Most Kenyans appeared delighted with that first military action since independence, and expressed such jingoistic sentiments on social media and in letters to the editor that I couldn’t help reflecting that everyone, not just Americans, loves a good war. Moreover, I got the feeling that it wasn’t just the Shabaab attacks that Kenyans wanted to avenge; when I was first living here many years ago, the Somali bandits known as shifta roamed northeastern Kenya seemingly at will, and while the shifta menace eventually subsided, it’s a well-remembered bit of history. Here, finally, was a chance once and for all for Kenya to show that it couldn’t be threatened or pushed around, especially not by Somalis, and, with luck, to also establish some kind of buffer state in Somalia’s southern region.

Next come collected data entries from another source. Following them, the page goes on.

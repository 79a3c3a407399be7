use serde::{Deserialize, Serialize};

use crate::collision::PLAYER_HALF_EXTENT;
use crate::movement::MOVE_SPEED;
use crate::proximity::DISCLOSURE_RADIUS;
use crate::scene::SceneError;

/// How the discloser chooses among several exhibits inside the radius.
#[derive(Debug, Clone, Copy, Default, PartialEq, Eq, Serialize, Deserialize)]
#[serde(rename_all = "snake_case")]
pub enum DisclosurePolicy {
    /// The last qualifying exhibit in catalog order wins.
    #[default]
    LastInOrder,
    /// The closest qualifying exhibit wins.
    Nearest,
}

impl std::str::FromStr for DisclosurePolicy {
    type Err = String;

    fn from_str(s: &str) -> Result<Self, Self::Err> {
        match s {
            "last" | "last_in_order" => Ok(Self::LastInOrder),
            "nearest" => Ok(Self::Nearest),
            other => Err(format!("unknown disclosure policy '{other}' (expected 'last' or 'nearest')")),
        }
    }
}

/// Tunables of the walkthrough session. Every field has a default, so a
/// partial `config` section in a scene file is enough.
#[derive(Debug, Clone, Copy, PartialEq, Serialize, Deserialize)]
#[serde(default)]
pub struct GalleryConfig {
    /// World units per second along each pressed axis.
    pub move_speed: f32,
    /// Exhibits strictly closer than this are disclosed.
    pub disclosure_radius: f32,
    /// Half-size of the player's collision cube on every axis.
    pub player_half_extent: f32,
    /// Longest movement sub-step, in seconds; longer frames are split. Zero
    /// walks every frame in one step.
    pub max_frame_delta: f32,
    pub disclosure_policy: DisclosurePolicy,
    /// Rescale combined diagonal input to unit speed.
    pub normalize_diagonal: bool,
}

impl Default for GalleryConfig {
    fn default() -> Self {
        Self {
            move_speed: MOVE_SPEED,
            disclosure_radius: DISCLOSURE_RADIUS,
            player_half_extent: PLAYER_HALF_EXTENT,
            max_frame_delta: 0.1,
            disclosure_policy: DisclosurePolicy::LastInOrder,
            normalize_diagonal: false,
        }
    }
}

impl GalleryConfig {
    /// Reject tunables the frame loop cannot run with.
    pub fn validate(&self) -> Result<(), SceneError> {
        let checks = [
            ("move_speed", self.move_speed, self.move_speed >= 0.0, "a finite value >= 0"),
            (
                "disclosure_radius",
                self.disclosure_radius,
                self.disclosure_radius > 0.0,
                "a finite value > 0",
            ),
            (
                "player_half_extent",
                self.player_half_extent,
                self.player_half_extent > 0.0,
                "a finite value > 0",
            ),
            (
                "max_frame_delta",
                self.max_frame_delta,
                self.max_frame_delta >= 0.0,
                "a finite value >= 0",
            ),
        ];
        for (name, value, in_range, expected) in checks {
            if !value.is_finite() || !in_range {
                return Err(SceneError::InvalidTunable { name, value, expected });
            }
        }
        Ok(())
    }
}
//! Proximity discloser: which exhibit's record to show for the current position.

use gallery_common::ExhibitId;
use glam::Vec3;

use crate::config::DisclosurePolicy;
use crate::scene::Exhibit;

/// Exhibits strictly closer than this many world units are disclosed.
pub const DISCLOSURE_RADIUS: f32 = 8.0;

/// Among exhibits strictly inside `threshold`, the last one in iteration order.
///
/// This is not a nearest-neighbor query: with two exhibits in range, the one
/// listed later wins even if it is farther away. See [`nearest_within`].
pub fn update_disclosure<'a>(position: Vec3, exhibits: &'a [Exhibit], threshold: f32) -> Option<&'a Exhibit> {
    exhibits
        .iter()
        .rev()
        .find(|e| position.distance(e.position()) < threshold)
}

/// The closest exhibit strictly inside `threshold`. Equal distances keep the earlier exhibit.
pub fn nearest_within<'a>(position: Vec3, exhibits: &'a [Exhibit], threshold: f32) -> Option<&'a Exhibit> {
    let mut best: Option<(&Exhibit, f32)> = None;
    for e in exhibits {
        let d = position.distance(e.position());
        if d >= threshold {
            continue;
        }
        match best {
            Some((_, best_d)) if best_d <= d => {}
            _ => best = Some((e, d)),
        }
    }
    best.map(|(e, _)| e)
}

pub fn disclose<'a>(
    position: Vec3,
    exhibits: &'a [Exhibit],
    threshold: f32,
    policy: DisclosurePolicy,
) -> Option<&'a Exhibit> {
    match policy {
        DisclosurePolicy::LastInOrder => update_disclosure(position, exhibits, threshold),
        DisclosurePolicy::Nearest => nearest_within(position, exhibits, threshold),
    }
}

/// Transition of the disclosed exhibit between two frames.
#[derive(Debug, Clone, Copy, PartialEq, Eq)]
pub enum DisclosureChange {
    Shown(ExhibitId),
    Hidden,
    Unchanged,
}

/// The exhibit currently disclosed, if any. Written once per frame step.
#[derive(Debug, Clone, Copy, Default, PartialEq, Eq)]
pub struct DisclosureState {
    current: Option<ExhibitId>,
}

impl DisclosureState {
    pub fn current(&self) -> Option<ExhibitId> {
        self.current
    }

    /// Replace the disclosed exhibit and report what changed.
    pub fn apply(&mut self, next: Option<ExhibitId>) -> DisclosureChange {
        let previous = std::mem::replace(&mut self.current, next);
        match (previous, next) {
            (a, b) if a == b => DisclosureChange::Unchanged,
            (_, Some(id)) => DisclosureChange::Shown(id),
            (_, None) => DisclosureChange::Hidden,
        }
    }
}
//! Scene catalogs: the static description a gallery session is built from.
//!
//! A catalog lists walls and exhibits with their placement and info records,
//! plus optional tunables and a starting viewpoint. Catalogs are plain data;
//! all validation happens when they are turned into a kernel [`Scene`].
//!
//! [`Scene`]: gallery_kernel::Scene

pub mod builtin;
mod catalog;

pub use catalog::{CatalogError, ExhibitDescription, SceneDescription, ViewpointStart, WallDescription};

pub fn crate_info() -> &'static str {
    "gallery-assets v0.1.0"
}
use gallery_common::InfoRecord;
use gallery_kernel::ContentDisplay;

/// Text info panel shown next to the view while an exhibit is disclosed.
#[derive(Debug, Clone, Default, PartialEq, Eq)]
pub struct InfoPanel {
    record: Option<InfoRecord>,
    /// Number of times the panel switched to a different record.
    changes: u32,
}

impl InfoPanel {
    pub fn new() -> Self {
        Self::default()
    }

    pub fn is_visible(&self) -> bool {
        self.record.is_some()
    }

    pub fn record(&self) -> Option<&InfoRecord> {
        self.record.as_ref()
    }

    pub fn changes(&self) -> u32 {
        self.changes
    }

    /// Panel contents as lines of text, empty when hidden.
    pub fn text(&self) -> String {
        let Some(info) = &self.record else {
            return String::new();
        };
        format!(
            "{}\nArtist: {}\nDescription: {}\nYear: {}\n",
            info.title, info.creator, info.description, info.period
        )
    }
}

impl ContentDisplay for InfoPanel {
    fn show(&mut self, info: &InfoRecord) {
        if self.record.as_ref() != Some(info) {
            self.record = Some(info.clone());
            self.changes += 1;
        }
    }

    fn hide(&mut self) {
        if self.record.take().is_some() {
            self.changes += 1;
        }
    }
}

#[cfg(test)]
mod tests {
    use super::*;

    fn record(title: &str) -> InfoRecord {
        InfoRecord {
            title: title.into(),
            creator: "Vincent van Gogh".into(),
            description: "Sunflowers in a vase.".into(),
            period: "1888".into(),
            link: "https://example.org/".into(),
        }
    }

    #[test]
    fn hidden_by_default() {
        let panel = InfoPanel::new();
        assert!(!panel.is_visible());
        assert!(panel.text().is_empty());
    }

    #[test]
    fn show_renders_fields() {
        let mut panel = InfoPanel::new();
        panel.show(&record("Sunflowers"));
        let text = panel.text();
        assert!(text.starts_with("Sunflowers\n"));
        assert!(text.contains("Artist: Vincent van Gogh"));
        assert!(text.contains("Year: 1888"));
    }

    #[test]
    fn repeated_show_is_not_a_change() {
        let mut panel = InfoPanel::new();
        panel.show(&record("a"));
        panel.show(&record("a"));
        panel.show(&record("b"));
        panel.hide();
        panel.hide();
        assert_eq!(panel.changes(), 3);
        assert!(!panel.is_visible());
    }
}
//! Presentation adapters: the host side of the kernel's collaborator seams.
//!
//! # Invariants
//! - Nothing here mutates the session; presentation derives from session state.
//! - [`InfoPanel`] only changes through [`ContentDisplay`] calls made by the frame step.
//!
//! The text renderer stands in for a GPU view. The [`Renderer`] trait is the
//! seam; a graphical backend implements it without changing consumers.
//!
//! [`ContentDisplay`]: gallery_kernel::ContentDisplay

mod opener;
mod panel;
mod renderer;

pub use opener::LinkLog;
pub use panel::InfoPanel;
pub use renderer::{DebugTextRenderer, RenderView, Renderer, TopDownMap};

pub fn crate_info() -> &'static str {
    "gallery-render v0.1.0"
}

#[cfg(test)]
mod tests {
    use super::*;

    #[test]
    fn crate_loads() {
        assert!(crate_info().contains("render"));
    }
}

But things didn’t work out as planned. After the Kenyan military operation stalled, despite some air assistance from the United States, Nairobi announced that its troops were joining the UN peacekeeping force in Somalia, where they remain. At the same time, al-Shabaab began recruiting youths in the slums of heavily Muslim Mombasa and elsewhere along the Kenyan Coast, staging retaliatory attacks which by now total well over 100. Until the campus attack in Garissa, the most gruesome to date was the 2013 attack on the Westgate Mall, which killed sixty-seven people. But since then, there has been no letup, and in fact the audacity and the cruelty of the attackers have if anything grown: last November, Shabaab militants, now firmly allied with Al Qaeda, halted a busload of people in northern Kenya and singled out twenty-eight Christians, many of them teachers and health workers, for summary execution. The nation’s TV screens and newspapers showed pictures of the neatly dressed bodies laid out by the side of the road.

In the immediate aftermath of the latest attack in Garissa, the reactions of the public and elected officials were predictable: calls for yet more crackdowns on “militants,” along with demands for tighter security and an insistence that Kenya should “stay the course” in Somalia. That has a familiar ring, too: in Vietnam, US officials met every disaster with calls for more troops and more of the same tactics that were already a proven failure.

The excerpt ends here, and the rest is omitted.